Fraud Investigation Robert Milavetz vs. Wells Fargo

Sometimes, even smart guys get taken.

That’s what the Edina law firm of Milavetz, Gallop & Milavetz (MGM) says happened after it received an e-mail from someone claiming to be a 40-year-old Korean woman who’d been hurt in Minnesota, and who needed help securing a $400,000 legal settlement.

Unbeknownst to Milavetz, the government had begun a secret investigation a year earlier of Nigerian collection scams that target U.S. lawyers in a strikingly similar pattern.

http://liarcatchers.com/fraud_investigation.html

That investigation led to a federal indictment in Harrisburg, Pa., of a Nigerian man and a Canadian resident. Much of the case is under seal, but the government alleges that they were part of a far-flung international conspiracy that has cost 80 victims — lawyers and law firms — at least $32 million, and that failed in attempts to extract more than $100 million from about 300 other targets.

Robert Milavetz says his firm was a victim of that scheme three years ago. Now, in a 50-page lawsuit filed Friday in U.S. District Court in St. Paul, Milavetz argues that Wells Fargo Bank should cover the law firm’s losses.

According to Milavetz, the bank had ample warning that a Nigerian fraud ring was targeting U.S. lawyers. And yet despite special precautions requested by the law firm on its escrow account, the bank allegedly ignored red flags and allowed the money to be wired to a Hong Kong bank, where it disappeared. The bank then charged the law firm for the missing funds.

“The most obvious red flag may have been that the branch address written on the purported official check … was misspelled,” the suit says.

Wells Fargo issued a brief statement on the lawsuit Monday. “We believe the allegations have no merit. We will vigorously defend, and expect to prevail,” it said.

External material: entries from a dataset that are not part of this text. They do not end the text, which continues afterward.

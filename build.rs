fn main() {
    uniffi::generate_scaffolding("src/beepcon.udl").unwrap();
}
use uuid::Uuid;

use crate::ble::{LinkTransport, ScanTransport, TransportError};
use crate::models::DeviceId;

#[derive(Clone, Debug, PartialEq, Eq)]
pub enum TransportCall {
    StartScan(Uuid),
    StopScan,
    Connect(DeviceId),
    Disconnect,
    Write(Vec<u8>),
}

/// In-memory transport that records every call.
///
/// Set one of the `fail_*` fields to make the next matching call fail once.
#[derive(Clone, Debug)]
pub struct MockTransport {
    pub available: bool,
    pub calls: Vec<TransportCall>,
    pub fail_start_scan: Option<TransportError>,
    pub fail_connect: Option<TransportError>,
    pub fail_write: Option<TransportError>,
    pub fail_disconnect: Option<TransportError>,
}

impl Default for MockTransport {
    fn default() -> Self {
        Self {
            available: true,
            calls: Vec::new(),
            fail_start_scan: None,
            fail_connect: None,
            fail_write: None,
            fail_disconnect: None,
        }
    }
}

impl MockTransport {
    pub fn new() -> Self {
        Self::default()
    }

    pub fn powered_off() -> Self {
        Self {
            available: false,
            ..Self::default()
        }
    }

    /// Frames written so far, oldest first.
    pub fn writes(&self) -> Vec<Vec<u8>> {
        self.calls
            .iter()
            .filter_map(|c| match c {
                TransportCall::Write(frame) => Some(frame.clone()),
                _ => None,
            })
            .collect()
    }

    pub fn last_write(&self) -> Option<Vec<u8>> {
        self.writes().pop()
    }

    pub fn count(&self, probe: fn(&TransportCall) -> bool) -> usize {
        self.calls.iter().filter(|c| probe(c)).count()
    }
}

impl ScanTransport for MockTransport {
    fn start_scan(&mut self, service_uuid: Uuid) -> Result<(), TransportError> {
        if !self.available {
            return Err(TransportError::BluetoothOff);
        }
        if let Some(err) = self.fail_start_scan.take() {
            return Err(err);
        }
        self.calls.push(TransportCall::StartScan(service_uuid));
        Ok(())
    }

    fn stop_scan(&mut self) -> Result<(), TransportError> {
        self.calls.push(TransportCall::StopScan);
        Ok(())
    }

    fn is_available(&self) -> bool {
        self.available
    }
}

impl LinkTransport for MockTransport {
    fn connect(&mut self, device: &DeviceId) -> Result<(), TransportError> {
        if !self.available {
            return Err(TransportError::BluetoothOff);
        }
        if let Some(err) = self.fail_connect.take() {
            return Err(err);
        }
        self.calls.push(TransportCall::Connect(device.clone()));
        Ok(())
    }

    fn disconnect(&mut self) -> Result<(), TransportError> {
        if let Some(err) = self.fail_disconnect.take() {
            return Err(err);
        }
        self.calls.push(TransportCall::Disconnect);
        Ok(())
    }

    fn write(&mut self, frame: &[u8]) -> Result<(), TransportError> {
        if let Some(err) = self.fail_write.take() {
            return Err(err);
        }
        self.calls.push(TransportCall::Write(frame.to_vec()));
        Ok(())
    }
}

Milavetz alleges that Wells Fargo had a potential conflict of interest because of a federal program that offered rewards of up to $150,000 to individuals, including bank employees, who provide actionable information to the government about money laundering or terrorism financing.

Scamming law firms

Here’s how the scheme works, according to the federal indictment in Pennsylvania: A co-conspirator contacts a law firm, usually by e-mail, seeking help to collect a legal settlement or payments from a divorce or real estate transaction. Another co-conspirator poses as a representative of the party who owes the money and then delivers a counterfeit check. After the check supposedly clears, the money is wired to a bank, usually in Asia, from which it disappears.

That’s precisely what Milavetz says happened to his firm. The suit says the check his firm received was allegedly drawn on Citibank and had the same account number and telephone number as at least three other law firms victimized in the alleged scam.

Wells Fargo flagged the $400,000 check as possibly fraudulent “at least three days prior to the wire transfer,” the Milavetz suit says, yet bank employees told the law firm that the check had “cleared” and then failed to inform the firm to the contrary until about a week after it had wired away the money.

Milavetz alleges that the bank relied on a computer program to determine whether to “clear” the check, but the suit alleges that the concept is meaningless because the bank has a policy allowing it to reverse its decision after the funds go missing.

“Wells Fargo’s policy is, that there is no defined ‘end point’ at which the bank considers a check to be finally settled,” the suit says.

Milavetz alleges that Wells Fargo, its officers and employees knowingly engaged in the transaction knowing that it involved criminal activity, or were willfully blind to the facts and the law.

The suit seeks to have a judge reverse the $396,500 charge to the law firm’s trust account.